'Who drinks the most, wins': Police uncover underage drinking competition in Prague nightclub

Organizers of the party now face up to one year in prison for serving alcohol to minors.

Thomas Smith

Written by Thomas Smith Published on 20.01.2023 13:42:00 (updated on 21.01.2023) Reading time: 2 minutes

Last weekend, police stormed a nightclub in the Prague 7 district where they found dozens of underage guests at a “tester party.” This is a drinking competition where participants aim to reach the highest blood-alcohol level possible in order to win a prize.

Underage binge drinking

Police found 29 underage drinkers at the club, 14 of which had a blood alcohol level (BAC, the quantity of alcohol in milligrams per 100 milliliters of blood) of over 0.1 percent. The most inebriated youngster – a 16-year-old girl – had a BAC level of 0.21 percent, according to the Czech police.

While the legal drinking age at venues in the Czech Republic is 18, the club let in people aged 16 and above. Following the bust, police took the partygoers to the police station, where they had to wait for parents or guardians to pick them up.

A BAC level of just 0.03 percent is illegal for driving in Czechia. Once somebody reaches a BAC level of 0.1 percent, they experience “significant impairment of motor coordination and loss of good judgment.”

Referring to the illicit competition, a police spokesman said “other potential winners of the evening are the bartenders who served alcohol to children," adding that the former face a "main prize" of "up to one year behind bars.”

How a person's blood concentration level can affect how people feel and their behavior. Source: University of Wisconsin
How a person's blood concentration level can affect how people feel and their behavior. Source: University of Wisconsin

The same host of the Prague 7 party reportedly organized similar “tester parties” in Hradec Králové and Sokolov, where 15-year-olds could enter.

A national problem?

A 2019 study from the Europe-wide European School Survey Project on Alcohol and Other Drugs (ESPAD) shows that “beer is quite easily obtained by 80 percent of 16-year-olds in Czechia.”

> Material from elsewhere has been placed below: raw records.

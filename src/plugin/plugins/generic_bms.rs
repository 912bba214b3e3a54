//! A representative generic BMS register map over Modbus (spec.md §4.4):
//! SOC/SOH, pack voltage/current, and up to 16 cell voltages.

use crate::config::schema::{ConnectionSpec, InstanceConfig};
use crate::domain::{Reading, StandardKey, Value};
use crate::error::{ConfigError, PluginError};
use crate::plugin::{DeviceCategory, ParamDescriptor, ParamType, Plugin};
use crate::protocol::modbus::{
    decode_register, group_descriptors, rtu, tcp, FunctionType, Priority, ReadGroup,
    RegisterDescriptor, RegisterType,
};
use crate::transport::tcp::TcpTransport;
use crate::transport::Transport;
use async_trait::async_trait;
use std::net::ToSocketAddrs;
use std::time::Duration;

const CELL_COUNT: u16 = 16;

enum Framing {
    Tcp { txn: tcp::TransactionIdGenerator },
    Rtu,
}

pub struct GenericBms {
    instance_id: String,
    transport: Box<dyn Transport>,
    framing: Framing,
    slave: u8,
    read_deadline: Duration,
    inter_read_delay: Duration,
    max_retries: u8,
    static_descriptors: Vec<RegisterDescriptor>,
    static_groups: Vec<ReadGroup>,
    dynamic_descriptors: Vec<RegisterDescriptor>,
    dynamic_groups: Vec<ReadGroup>,
    connected: bool,
}

impl GenericBms {
    pub fn from_config(instance: &InstanceConfig) -> Result<Self, ConfigError> {
        let (transport, framing): (Box<dyn Transport>, Framing) = match &instance.connection {
            ConnectionSpec::Tcp { host, port } => {
                let addr = (host.as_str(), *port)
                    .to_socket_addrs()
                    .map_err(|e| ConfigError::InvalidValue {
                        key: format!("{}.host", instance.name),
                        message: e.to_string(),
                    })?
                    .next()
                    .ok_or_else(|| ConfigError::InvalidValue {
                        key: format!("{}.host", instance.name),
                        message: "host resolved to no addresses".to_string(),
                    })?;
                (Box::new(TcpTransport::new(addr)), Framing::Tcp { txn: tcp::TransactionIdGenerator::new() })
            }
            ConnectionSpec::Serial { port, baud } => {
                #[cfg(feature = "serial")]
                {
                    (
                        Box::new(crate::transport::serial::SerialTransport::new(
                            port.clone(),
                            *baud,
                            8,
                            crate::transport::SerialParity::None,
                            1,
                        )),
                        Framing::Rtu,
                    )
                }
                #[cfg(not(feature = "serial"))]
                {
                    return Err(ConfigError::InvalidValue {
                        key: format!("{}.connection_type", instance.name),
                        message: "serial transport requires the `serial` feature".to_string(),
                    });
                }
            }
        };

        let static_descriptors = vec![RegisterDescriptor {
            key: StandardKey::OperationalModelText,
            address: 0,
            register_type: RegisterType::Ascii8,
            scale: 1.0,
            is_static: true,
            priority: Priority::Summary,
            function: FunctionType::Holding,
            little_endian_words: false,
        }];
        let static_groups = group_descriptors(&static_descriptors, instance.max_regs_per_read, instance.max_register_gap);

        let mut dynamic_descriptors = vec![
            desc(50, RegisterType::U16, 1.0, StandardKey::BatteryStateOfChargePercent, Priority::Critical),
            desc(51, RegisterType::U16, 1.0, StandardKey::BatteryStateOfHealthPercent, Priority::Summary),
            desc(52, RegisterType::U16, 0.1, StandardKey::BatteryVoltageVolts, Priority::Critical),
            desc(53, RegisterType::I16, 0.1, StandardKey::BatteryCurrentAmps, Priority::Critical),
        ];
        for n in 0..CELL_COUNT {
            dynamic_descriptors.push(desc(
                100 + n,
                RegisterType::U16,
                0.001,
                StandardKey::BatteryCellVoltage(n),
                Priority::Summary,
            ));
        }
        let dynamic_groups = group_descriptors(&dynamic_descriptors, instance.max_regs_per_read, instance.max_register_gap);

        Ok(Self {
            instance_id: instance.name.clone(),
            transport,
            framing,
            slave: instance.slave_address,
            read_deadline: Duration::from_secs(instance.modbus_timeout_seconds),
            inter_read_delay: Duration::from_millis(instance.inter_read_delay_ms),
            max_retries: instance.max_read_retries_per_group,
            static_descriptors,
            static_groups,
            dynamic_descriptors,
            dynamic_groups,
            connected: false,
        })
    }

    async fn read_group_with_retries(&mut self, group: &ReadGroup) -> Result<Vec<u16>, PluginError> {
        let mut attempt = 0;
        loop {
            match self.read_group_once(group).await {
                Ok(words) => return Ok(words),
                Err(e) if attempt < self.max_retries => {
                    attempt += 1;
                    tracing::debug!(instance_id = %self.instance_id, attempt, error = %e, "retrying register group");
                    tokio::time::sleep(self.inter_read_delay).await;
                }
                Err(e) => return Err(e),
            }
        }
    }

    async fn read_group_once(&mut self, group: &ReadGroup) -> Result<Vec<u16>, PluginError> {
        let deadline = self.read_deadline;
        match &mut self.framing {
            Framing::Tcp { txn } => {
                let id = txn.next();
                let req = tcp::build_read_request(id, self.slave, group.function, group.start_address, group.register_count);
                self.transport.write_all(&req, deadline).await.map_err(PluginError::Io)?;
                let mut header = [0u8; 7];
                self.transport.read_exact(&mut header, deadline).await.map_err(PluginError::Io)?;
                let remaining = tcp::response_payload_len(&header);
                let mut rest = vec![0u8; remaining];
                self.transport.read_exact(&mut rest, deadline).await.map_err(PluginError::Io)?;
                let mut full = header.to_vec();
                full.extend(rest);
                tcp::parse_read_response(&full, id, self.slave).map_err(PluginError::ExceptionResponse)
            }
            Framing::Rtu => {
                let req = rtu::build_read_request(self.slave, group.function, group.start_address, group.register_count);
                self.transport.write_all(&req, deadline).await.map_err(PluginError::Io)?;
                let mut head = [0u8; 3];
                self.transport.read_exact(&mut head, deadline).await.map_err(PluginError::Io)?;
                let fc = head[1];
                let mut frame = head.to_vec();
                if fc & 0x80 != 0 {
                    let mut tail = [0u8; 2];
                    self.transport.read_exact(&mut tail, deadline).await.map_err(PluginError::Io)?;
                    frame.extend_from_slice(&tail);
                } else {
                    let byte_count = head[2] as usize;
                    let mut tail = vec![0u8; byte_count + 2];
                    self.transport.read_exact(&mut tail, deadline).await.map_err(PluginError::Io)?;
                    frame.extend_from_slice(&tail);
                }
                rtu::parse_read_response(&frame, self.slave).map_err(PluginError::ExceptionResponse)
            }
        }
    }

    async fn read_groups(&mut self, groups: Vec<ReadGroup>, descriptors: Vec<RegisterDescriptor>) -> Result<Reading, PluginError> {
        let mut reading = Reading::new(self.instance_id.clone());
        let mut succeeded = 0usize;
        let total = groups.len();
        for group in &groups {
            match self.read_group_with_retries(group).await {
                Ok(words) => {
                    succeeded += 1;
                    for &idx in &group.members {
                        let descriptor = &descriptors[idx];
                        let offset = (descriptor.address - group.start_address) as usize;
                        let slice = &words[offset..offset + descriptor.width() as usize];
                        if let Ok(value) = decode_register(descriptor, slice) {
                            reading.values.insert(descriptor.key.clone(), value);
                        }
                    }
                }
                Err(e) => {
                    tracing::warn!(instance_id = %self.instance_id, error = %e, "register group read failed");
                    if self.atomic_read() {
                        return Err(e);
                    }
                }
            }
        }
        if succeeded == 0 && total > 0 {
            return Err(PluginError::PartialGroup { succeeded, total });
        }
        Ok(reading)
    }
}

fn desc(address: u16, register_type: RegisterType, scale: f64, key: StandardKey, priority: Priority) -> RegisterDescriptor {
    RegisterDescriptor {
        key,
        address,
        register_type,
        scale,
        is_static: false,
        priority,
        function: FunctionType::Holding,
        little_endian_words: false,
    }
}

#[async_trait]
impl Plugin for GenericBms {
    fn name(&self) -> &str {
        &self.instance_id
    }

    fn pretty_name(&self) -> &str {
        "Generic Modbus BMS"
    }

    fn category(&self) -> DeviceCategory {
        DeviceCategory::Bms
    }

    async fn connect(&mut self, deadline: Duration) -> Result<bool, PluginError> {
        match self.transport.connect(deadline).await {
            Ok(()) => {
                self.connected = true;
                Ok(true)
            }
            Err(e) => {
                tracing::warn!(instance_id = %self.instance_id, error = %e, "connect failed");
                self.transport.close().await;
                self.connected = false;
                Ok(false)
            }
        }
    }

    async fn disconnect(&mut self) {
        self.transport.close().await;
        self.connected = false;
    }

    async fn read_static(&mut self) -> Result<Reading, PluginError> {
        let groups = self.static_groups.clone();
        let descriptors = self.static_descriptors.clone();
        let mut reading = self.read_groups(groups, descriptors).await?;
        reading.values.insert(StandardKey::StaticDeviceCategory, Value::Text("bms".to_string()));
        Ok(reading)
    }

    async fn read_dynamic(&mut self) -> Result<Reading, PluginError> {
        let groups = self.dynamic_groups.clone();
        let descriptors = self.dynamic_descriptors.clone();
        self.read_groups(groups, descriptors).await
    }

    fn configurable_params(&self) -> Vec<ParamDescriptor> {
        vec![ParamDescriptor {
            key: "slave_address",
            param_type: ParamType::Integer,
            required: true,
            default: None,
        }]
    }
}

#[cfg(test)]
mod tests {
    use super::*;

    fn instance() -> InstanceConfig {
        InstanceConfig {
            name: "bms1".to_string(),
            plugin_type: "generic.modbus_bms".to_string(),
            connection: ConnectionSpec::Tcp { host: "127.0.0.1".to_string(), port: 502 },
            slave_address: 2,
            modbus_timeout_seconds: 5,
            inter_read_delay_ms: 10,
            max_regs_per_read: 60,
            max_register_gap: 10,
            max_read_retries_per_group: 1,
            deye_model_series: None,
            powmr_protocol_version: None,
        }
    }

    #[test]
    fn groups_all_sixteen_cell_voltages() {
        let plugin = GenericBms::from_config(&instance()).unwrap();
        let cell_descriptors = plugin
            .dynamic_descriptors
            .iter()
            .filter(|d| matches!(d.key, StandardKey::BatteryCellVoltage(_)))
            .count();
        assert_eq!(cell_descriptors, CELL_COUNT as usize);
    }
}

About 4 in 10 children aged 16 reported “drinking excessive amounts of alcohol" in the past month on at least one occasion, and 76 percent of 15-year-olds say they have "experienced alcohol consumption."

Even beer without alcohol is a risk. Experts last year said that some Czech families' tendencies to give their children non-alcoholic drinks (or even some with a low amount of alcohol) was "a risk." The “Don’t Hop Children” campaign aims to warn parents of the risks that alcohol consumption poses to children.

Following the bust, nightclub owners and Czech youths may now think twice before taking part in underage drinking to avoid an unwanted visit to the police station – or, perhaps even worse, a scolding from their parents.